The police testimony was another matter. As witnesses, the officers had been supremely self-assured, even cocky; clearly, they’d been through this hundreds of times. As they passed the jury before and after testimony, they greeted us winningly. One of them winked at us, almost imperceptibly. Their testimony was clear, concise, professional and, in my view, dishonest.
I believe they feel themselves to be warriors fighting the good fight against bad people who have the system stacked in their favor. I believe they knew they had the right guy and were willing to cheat a little to assure a conviction.
I believe they had the right guy, too. But the willingness to cheat, I think, is a poisonous corruption of a system designed to protect the innocent at the risk of occasionally letting the guilty walk free. It’s a good system, fundamental to freedom. I think a police officer willing to cheat is more dangerous than a two-bit drug peddler.

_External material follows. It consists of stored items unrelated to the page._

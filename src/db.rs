use anyhow::{Context, Result};
use rusqlite::types::Type;
use rusqlite::{params, Connection, OptionalExtension, Row};
use rust_decimal::Decimal;
use std::path::Path;
use std::str::FromStr;
use tracing::info;

use crate::book::{Book, BookPrice, NewBook};
use crate::error::CatalogError;

pub fn setup_database(conn: &Connection) -> Result<(), CatalogError> {
    // Enable WAL mode for crash recovery
    conn.pragma_update(None, "journal_mode", "WAL")?;

    // ==========================================================================
    // Books Table
    // Price is kept as TEXT so decimal values round-trip exactly
    // ==========================================================================
    conn.execute(
        "CREATE TABLE IF NOT EXISTS books (
            book_id INTEGER PRIMARY KEY AUTOINCREMENT,
            title TEXT NOT NULL,
            author TEXT NOT NULL,
            publisher TEXT NOT NULL,
            isbn TEXT NOT NULL,
            classification TEXT NOT NULL,
            category TEXT NOT NULL,
            page_count INTEGER NOT NULL,
            price TEXT NOT NULL
        )",
        [],
    )?;

    // ==========================================================================
    // Session Storage (per-session key/value strings, e.g. the cart snapshot)
    // ==========================================================================
    conn.execute(
        "CREATE TABLE IF NOT EXISTS session_storage (
            session_id TEXT NOT NULL,
            key TEXT NOT NULL,
            value TEXT NOT NULL,
            updated_at TEXT NOT NULL,
            PRIMARY KEY (session_id, key)
        )",
        [],
    )?;

    // ==========================================================================
    // Indexes
    // ==========================================================================
    conn.execute(
        "CREATE INDEX IF NOT EXISTS idx_books_category ON books(category)",
        [],
    )?;

    conn.execute(
        "CREATE INDEX IF NOT EXISTS idx_session_storage_updated ON session_storage(updated_at)",
        [],
    )?;

    Ok(())
}

// ============================================================================
// BOOK CRUD
// ============================================================================

const BOOK_COLUMNS: &str =
    "book_id, title, author, publisher, isbn, classification, category, page_count, price";

fn parse_price(idx: usize, text: &str) -> rusqlite::Result<Decimal> {
    Decimal::from_str(text)
        .map_err(|e| rusqlite::Error::FromSqlConversionFailure(idx, Type::Text, Box::new(e)))
}

fn book_from_row(row: &Row<'_>) -> rusqlite::Result<Book> {
    let price: String = row.get(8)?;

    Ok(Book {
        book_id: row.get(0)?,
        title: row.get(1)?,
        author: row.get(2)?,
        publisher: row.get(3)?,
        isbn: row.get(4)?,
        classification: row.get(5)?,
        category: row.get(6)?,
        page_count: row.get(7)?,
        price: parse_price(8, &price)?,
    })
}

/// Insert a validated book and return it with its storage-assigned id
pub fn create_book(conn: &Connection, new: &NewBook) -> Result<Book, CatalogError> {
    new.validate()?;

    conn.execute(
        "INSERT INTO books (title, author, publisher, isbn, classification, category, page_count, price)
         VALUES (?1, ?2, ?3, ?4, ?5, ?6, ?7, ?8)",
        params![
            new.title,
            new.author,
            new.publisher,
            new.isbn,
            new.classification,
            new.category,
            new.page_count,
            new.price.to_string(),
        ],
    )?;
    let book = Book::from_new(conn.last_insert_rowid(), new.clone());

    info!(book_id = book.book_id, title = %book.title, "book created");
    Ok(book)
}

/// Replace every value of an existing book; the id is unchanged
pub fn update_book(conn: &Connection, book_id: i64, new: &NewBook) -> Result<Book, CatalogError> {
    new.validate()?;

    let changed = conn.execute(
        "UPDATE books
         SET title = ?1, author = ?2, publisher = ?3, isbn = ?4,
             classification = ?5, category = ?6, page_count = ?7, price = ?8
         WHERE book_id = ?9",
        params![
            new.title,
            new.author,
            new.publisher,
            new.isbn,
            new.classification,
            new.category,
            new.page_count,
            new.price.to_string(),
            book_id,
        ],
    )?;

    if changed == 0 {
        return Err(CatalogError::NotFound(book_id));
    }

    info!(book_id, "book updated");
    Ok(Book::from_new(book_id, new.clone()))
}

pub fn delete_book(conn: &Connection, book_id: i64) -> Result<(), CatalogError> {
    let removed = conn.execute("DELETE FROM books WHERE book_id = ?1", params![book_id])?;

    if removed == 0 {
        return Err(CatalogError::NotFound(book_id));
    }

    info!(book_id, "book deleted");
    Ok(())
}

/// All books in natural storage order (ascending id)
pub fn get_all_books(conn: &Connection) -> Result<Vec<Book>, CatalogError> {
    let mut stmt = conn.prepare(&format!(
        "SELECT {} FROM books ORDER BY book_id",
        BOOK_COLUMNS
    ))?;

    let books = stmt
        .query_map([], book_from_row)?
        .collect::<Result<Vec<_>, _>>()?;

    Ok(books)
}

pub fn get_book(conn: &Connection, book_id: i64) -> Result<Book, CatalogError> {
    conn.query_row(
        &format!("SELECT {} FROM books WHERE book_id = ?1", BOOK_COLUMNS),
        params![book_id],
        book_from_row,
    )
    .optional()?
    .ok_or(CatalogError::NotFound(book_id))
}

pub fn get_book_price(conn: &Connection, book_id: i64) -> Result<BookPrice, CatalogError> {
    let price: Option<String> = conn
        .query_row(
            "SELECT price FROM books WHERE book_id = ?1",
            params![book_id],
            |row| row.get(0),
        )
        .optional()?;

    match price {
        Some(text) => Ok(BookPrice {
            book_id,
            price: parse_price(0, &text)?,
        }),
        None => Err(CatalogError::NotFound(book_id)),
    }
}

pub fn count_books(conn: &Connection) -> Result<i64, CatalogError> {
    let count: i64 = conn.query_row("SELECT COUNT(*) FROM books", [], |row| row.get(0))?;

    Ok(count)
}

// ============================================================================
// CSV IMPORT
// ============================================================================

/// Load seed books from a CSV with Title,Author,...,PageCount,Price headers
pub fn load_csv(csv_path: &Path) -> Result<Vec<NewBook>> {
    let mut rdr = csv::Reader::from_path(csv_path).context("Failed to open CSV file")?;

    let mut books = Vec::new();

    for (line, result) in rdr.deserialize().enumerate() {
        let book: NewBook =
            result.with_context(|| format!("Failed to deserialize book on row {}", line + 1))?;
        book.validate()
            .with_context(|| format!("Invalid book on row {}", line + 1))?;
        books.push(book);
    }

    Ok(books)
}

/// Insert every book, stopping at the first failure
pub fn import_books(conn: &Connection, books: &[NewBook]) -> Result<usize> {
    let mut inserted = 0;

    for book in books {
        create_book(conn, book).with_context(|| format!("Failed to import '{}'", book.title))?;
        inserted += 1;
    }

    info!(inserted, "books imported");
    Ok(inserted)
}
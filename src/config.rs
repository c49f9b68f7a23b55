//! Configuration loaded from environment variables.
//!
//! # Environment Variables
//!
//! - `BOOKSTORE_DATABASE_PATH` - SQLite database file (default: bookstore.db)
//! - `BOOKSTORE_HOST` - Bind address (default: 127.0.0.1)
//! - `BOOKSTORE_PORT` - Listen port (default: 5000)
//! - `BOOKSTORE_CORS_ORIGIN` - Allowed storefront origin (default: http://localhost:3000)
//! - `BOOKSTORE_DEFAULT_PAGE_SIZE` - Page size when a request omits it (default: 5)
//! - `BOOKSTORE_SESSION_IDLE_HOURS` - Session carts idle this long are discarded (default: 24)
//!
//! A `.env` file in the working directory is loaded first if present.

use std::net::{IpAddr, Ipv4Addr, SocketAddr};
use std::path::PathBuf;
use std::str::FromStr;

use chrono::Duration;

use crate::catalog::DEFAULT_PAGE_SIZE;
use crate::error::ConfigError;

const DEFAULT_DATABASE_PATH: &str = "bookstore.db";
const DEFAULT_PORT: u16 = 5000;
const DEFAULT_CORS_ORIGIN: &str = "http://localhost:3000";
const DEFAULT_SESSION_IDLE_HOURS: u32 = 24;

#[derive(Debug, Clone, PartialEq)]
pub struct Config {
    pub database_path: PathBuf,
    pub host: IpAddr,
    pub port: u16,
    pub cors_origin: String,
    pub default_page_size: usize,
    pub session_idle_hours: u32,
}

impl Default for Config {
    fn default() -> Self {
        Config {
            database_path: PathBuf::from(DEFAULT_DATABASE_PATH),
            host: IpAddr::V4(Ipv4Addr::LOCALHOST),
            port: DEFAULT_PORT,
            cors_origin: DEFAULT_CORS_ORIGIN.to_string(),
            default_page_size: DEFAULT_PAGE_SIZE,
            session_idle_hours: DEFAULT_SESSION_IDLE_HOURS,
        }
    }
}

impl Config {
    /// Load from the process environment (and `.env`, if any)
    pub fn from_env() -> Result<Self, ConfigError> {
        // A missing .env is normal
        let _ = dotenvy::dotenv();
        Self::from_lookup(|key| std::env::var(key).ok())
    }

    /// Build from an arbitrary variable lookup
    pub fn from_lookup<F>(lookup: F) -> Result<Self, ConfigError>
    where
        F: Fn(&str) -> Option<String>,
    {
        let defaults = Config::default();

        let default_page_size = parse_or("BOOKSTORE_DEFAULT_PAGE_SIZE", &lookup, defaults.default_page_size)?;
        if default_page_size == 0 {
            return Err(ConfigError::InvalidEnvVar(
                "BOOKSTORE_DEFAULT_PAGE_SIZE".to_string(),
                "must be at least 1".to_string(),
            ));
        }

        let session_idle_hours = parse_or("BOOKSTORE_SESSION_IDLE_HOURS", &lookup, defaults.session_idle_hours)?;
        if session_idle_hours == 0 {
            return Err(ConfigError::InvalidEnvVar(
                "BOOKSTORE_SESSION_IDLE_HOURS".to_string(),
                "must be at least 1".to_string(),
            ));
        }

        Ok(Config {
            database_path: lookup("BOOKSTORE_DATABASE_PATH")
                .map(PathBuf::from)
                .unwrap_or(defaults.database_path),
            host: parse_or("BOOKSTORE_HOST", &lookup, defaults.host)?,
            port: parse_or("BOOKSTORE_PORT", &lookup, defaults.port)?,
            cors_origin: lookup("BOOKSTORE_CORS_ORIGIN").unwrap_or(defaults.cors_origin),
            default_page_size,
            session_idle_hours,
        })
    }

    pub fn socket_addr(&self) -> SocketAddr {
        SocketAddr::new(self.host, self.port)
    }

    pub fn session_idle(&self) -> Duration {
        Duration::hours(i64::from(self.session_idle_hours))
    }
}

fn parse_or<T, F>(key: &str, lookup: &F, default: T) -> Result<T, ConfigError>
where
    T: FromStr,
    T::Err: std::fmt::Display,
    F: Fn(&str) -> Option<String>,
{
    match lookup(key) {
        Some(raw) => raw
            .trim()
            .parse()
            .map_err(|e: T::Err| ConfigError::InvalidEnvVar(key.to_string(), e.to_string())),
        None => Ok(default),
    }
}
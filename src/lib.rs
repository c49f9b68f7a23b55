// Bookstore Catalog - Core Library
// Exposes all modules for use in CLI, API server, and tests

pub mod book;
pub mod cart;
pub mod catalog;
pub mod config;
pub mod db;
pub mod error;
pub mod logging;
pub mod session;

#[cfg(feature = "server")]
pub mod api;

// Re-export commonly used types
pub use book::{Book, BookPrice, NewBook};
pub use cart::{Cart, CartLineItem, CartOp, CartStore, CartTotals, MemoryStore, CART_KEY};
pub use catalog::{
    distinct_categories, list_books, list_categories, query_books,
    BookPage, BookQuery, SortField, SortOrder,
    DEFAULT_PAGE_NUM, DEFAULT_PAGE_SIZE,
};
pub use config::Config;
pub use db::{
    setup_database, create_book, update_book, delete_book,
    get_all_books, get_book, get_book_price, count_books,
    load_csv, import_books,
};
pub use error::{CartError, CatalogError, ConfigError};
pub use session::{new_session_id, prune_idle_sessions, SqliteSessionStore};

/// Library version
pub const VERSION: &str = env!("CARGO_PKG_VERSION");
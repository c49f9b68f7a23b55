// 🗝️ Session Storage - SQLite-backed key/value strings per session id
//
// Server-side stand-in for browser session storage. Each store handle is
// scoped to one session id; the cart keeps its snapshot under CART_KEY.
// A session ends explicitly (end_session) or by going idle (prune_idle_sessions).

use anyhow::{Context, Result};
use chrono::{DateTime, Duration, SecondsFormat, Utc};
use rusqlite::{params, Connection, OptionalExtension};
use tracing::info;

use crate::cart::CartStore;

/// Issue a fresh, unguessable session id
pub fn new_session_id() -> String {
    uuid::Uuid::new_v4().to_string()
}

// Fixed-width so stored timestamps compare correctly as text
fn timestamp(at: DateTime<Utc>) -> String {
    at.to_rfc3339_opts(SecondsFormat::Micros, true)
}

/// Remove every session whose last write is older than `idle_for`
pub fn prune_idle_sessions(conn: &Connection, idle_for: Duration) -> Result<usize> {
    prune_sessions_before(conn, Utc::now() - idle_for)
}

fn prune_sessions_before(conn: &Connection, cutoff: DateTime<Utc>) -> Result<usize> {
    let removed = conn
        .execute(
            "DELETE FROM session_storage
             WHERE session_id IN (
                SELECT session_id FROM session_storage
                GROUP BY session_id
                HAVING MAX(updated_at) < ?1
             )",
            params![timestamp(cutoff)],
        )
        .context("Failed to prune idle sessions")?;

    if removed > 0 {
        info!(removed, "pruned idle session storage");
    }
    Ok(removed)
}

/// CartStore over the `session_storage` table
pub struct SqliteSessionStore<'conn> {
    conn: &'conn Connection,
    session_id: String,
}

impl<'conn> SqliteSessionStore<'conn> {
    pub fn new(conn: &'conn Connection, session_id: impl Into<String>) -> Self {
        SqliteSessionStore {
            conn,
            session_id: session_id.into(),
        }
    }

    pub fn session_id(&self) -> &str {
        &self.session_id
    }

    /// Drop every key stored for this session
    pub fn end_session(&self) -> Result<usize> {
        let removed = self
            .conn
            .execute(
                "DELETE FROM session_storage WHERE session_id = ?1",
                params![self.session_id],
            )
            .context("Failed to end session")?;

        Ok(removed)
    }
}

impl CartStore for SqliteSessionStore<'_> {
    fn get(&self, key: &str) -> Result<Option<String>> {
        let value = self
            .conn
            .query_row(
                "SELECT value FROM session_storage WHERE session_id = ?1 AND key = ?2",
                params![self.session_id, key],
                |row| row.get(0),
            )
            .optional()
            .context("Failed to read session storage")?;

        Ok(value)
    }

    fn set(&mut self, key: &str, value: &str) -> Result<()> {
        self.conn
            .execute(
                "INSERT INTO session_storage (session_id, key, value, updated_at)
                 VALUES (?1, ?2, ?3, ?4)
                 ON CONFLICT(session_id, key) DO UPDATE SET
                    value = excluded.value,
                    updated_at = excluded.updated_at",
                params![self.session_id, key, value, timestamp(Utc::now())],
            )
            .context("Failed to write session storage")?;

        Ok(())
    }
}
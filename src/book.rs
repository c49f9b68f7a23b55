// 📚 Book Entity - catalog record plus the create/update payload
//
// The identifier is assigned by storage on insert and never changes.
// Every other field is a value that can be replaced through update_book.

use rust_decimal::Decimal;
use serde::{Deserialize, Serialize};

use crate::error::CatalogError;

// ============================================================================
// BOOK
// ============================================================================

/// A stored catalog record
///
/// JSON field names follow the storefront wire format (`bookID`, `isbn`,
/// `pageCount`).
#[derive(Debug, Clone, PartialEq, Serialize, Deserialize)]
#[serde(rename_all = "camelCase")]
pub struct Book {
    #[serde(rename = "bookID")]
    pub book_id: i64,
    pub title: String,
    pub author: String,
    pub publisher: String,
    pub isbn: String,
    pub classification: String,
    pub category: String,
    pub page_count: i64,
    #[serde(with = "rust_decimal::serde::float")]
    pub price: Decimal,
}

impl Book {
    /// Attach a storage identifier to a validated payload
    pub fn from_new(book_id: i64, new: NewBook) -> Self {
        Book {
            book_id,
            title: new.title,
            author: new.author,
            publisher: new.publisher,
            isbn: new.isbn,
            classification: new.classification,
            category: new.category,
            page_count: new.page_count,
            price: new.price,
        }
    }
}

// ============================================================================
// NEW BOOK (create / update payload)
// ============================================================================

/// Book fields without an identifier
///
/// Deserializes from the JSON API (camelCase) and from CSV seed files
/// (PascalCase headers). A `bookID` in the JSON body is ignored.
#[derive(Debug, Clone, PartialEq, Serialize, Deserialize)]
#[serde(rename_all = "camelCase")]
pub struct NewBook {
    #[serde(alias = "Title")]
    pub title: String,

    #[serde(alias = "Author")]
    pub author: String,

    #[serde(alias = "Publisher")]
    pub publisher: String,

    #[serde(alias = "ISBN")]
    pub isbn: String,

    #[serde(alias = "Classification")]
    pub classification: String,

    #[serde(alias = "Category")]
    pub category: String,

    #[serde(alias = "PageCount")]
    pub page_count: i64,

    #[serde(alias = "Price", with = "rust_decimal::serde::float")]
    pub price: Decimal,
}

impl NewBook {
    /// Reject empty text fields, non-positive page counts and negative prices
    pub fn validate(&self) -> Result<(), CatalogError> {
        let text_fields = [
            ("title", &self.title),
            ("author", &self.author),
            ("publisher", &self.publisher),
            ("isbn", &self.isbn),
            ("classification", &self.classification),
            ("category", &self.category),
        ];

        for (name, value) in text_fields {
            if value.trim().is_empty() {
                return Err(CatalogError::InvalidBook(format!("{} is required", name)));
            }
        }

        if self.page_count < 1 {
            return Err(CatalogError::InvalidBook(format!(
                "pageCount must be positive, got {}",
                self.page_count
            )));
        }

        if self.price < Decimal::ZERO {
            return Err(CatalogError::InvalidBook(format!(
                "price must not be negative, got {}",
                self.price
            )));
        }

        Ok(())
    }
}

// ============================================================================
// PRICE LOOKUP
// ============================================================================

/// Result of a price lookup by identifier
#[derive(Debug, Clone, PartialEq, Serialize, Deserialize)]
pub struct BookPrice {
    #[serde(rename = "bookID")]
    pub book_id: i64,
    #[serde(with = "rust_decimal::serde::float")]
    pub price: Decimal,
}

// ============================================================================
// TESTS
// ============================================================================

In his charge to the jury, the judge made it clear that if we found the defendant guilty beyond a reasonable doubt — which I had — it was our duty to convict. I was prepared to defy these instructions and acquit, in the interest of a greater good. There is actually a term for this: “jury nullification.” I was going to nullify. But I was pretty sure that in my absence, the remaining 12 would convict.
The first sign that I was wrong came just minutes after I was dismissed. The other alternate told me that she, too, felt that the defendant was guilty but that the police had lied; in her mind, the lying created reasonable doubt. She, too, would have acquitted.
Back home, I waited for word of a verdict. It didn’t come. At the end of the day, after four hours of deliberations over a $10 drug bust, the deadlocked jury was sent home for the night. They came back the next day and tried again. More hours passed. In the end, they pronounced themselves hopelessly hung. A mistrial was declared.
I later spoke with one of the jurors, who told me they had been split, 10 for acquittal and two for a guilty verdict. Many of them had simply mistrusted the eyes. They didn’t believe he could have possibly seen the ginger ale bottle or the v-neck or the key, and they felt his apparent willingness to lie had tainted the prosecution’s whole case.
The prosecution seemed to get the message. On Friday, they said they would not refile the charges. The defendant is now free.
I’m proud of our jury system. I can’t say the same about our police.
Gene Weingarten is a staff writer for The Washington Post.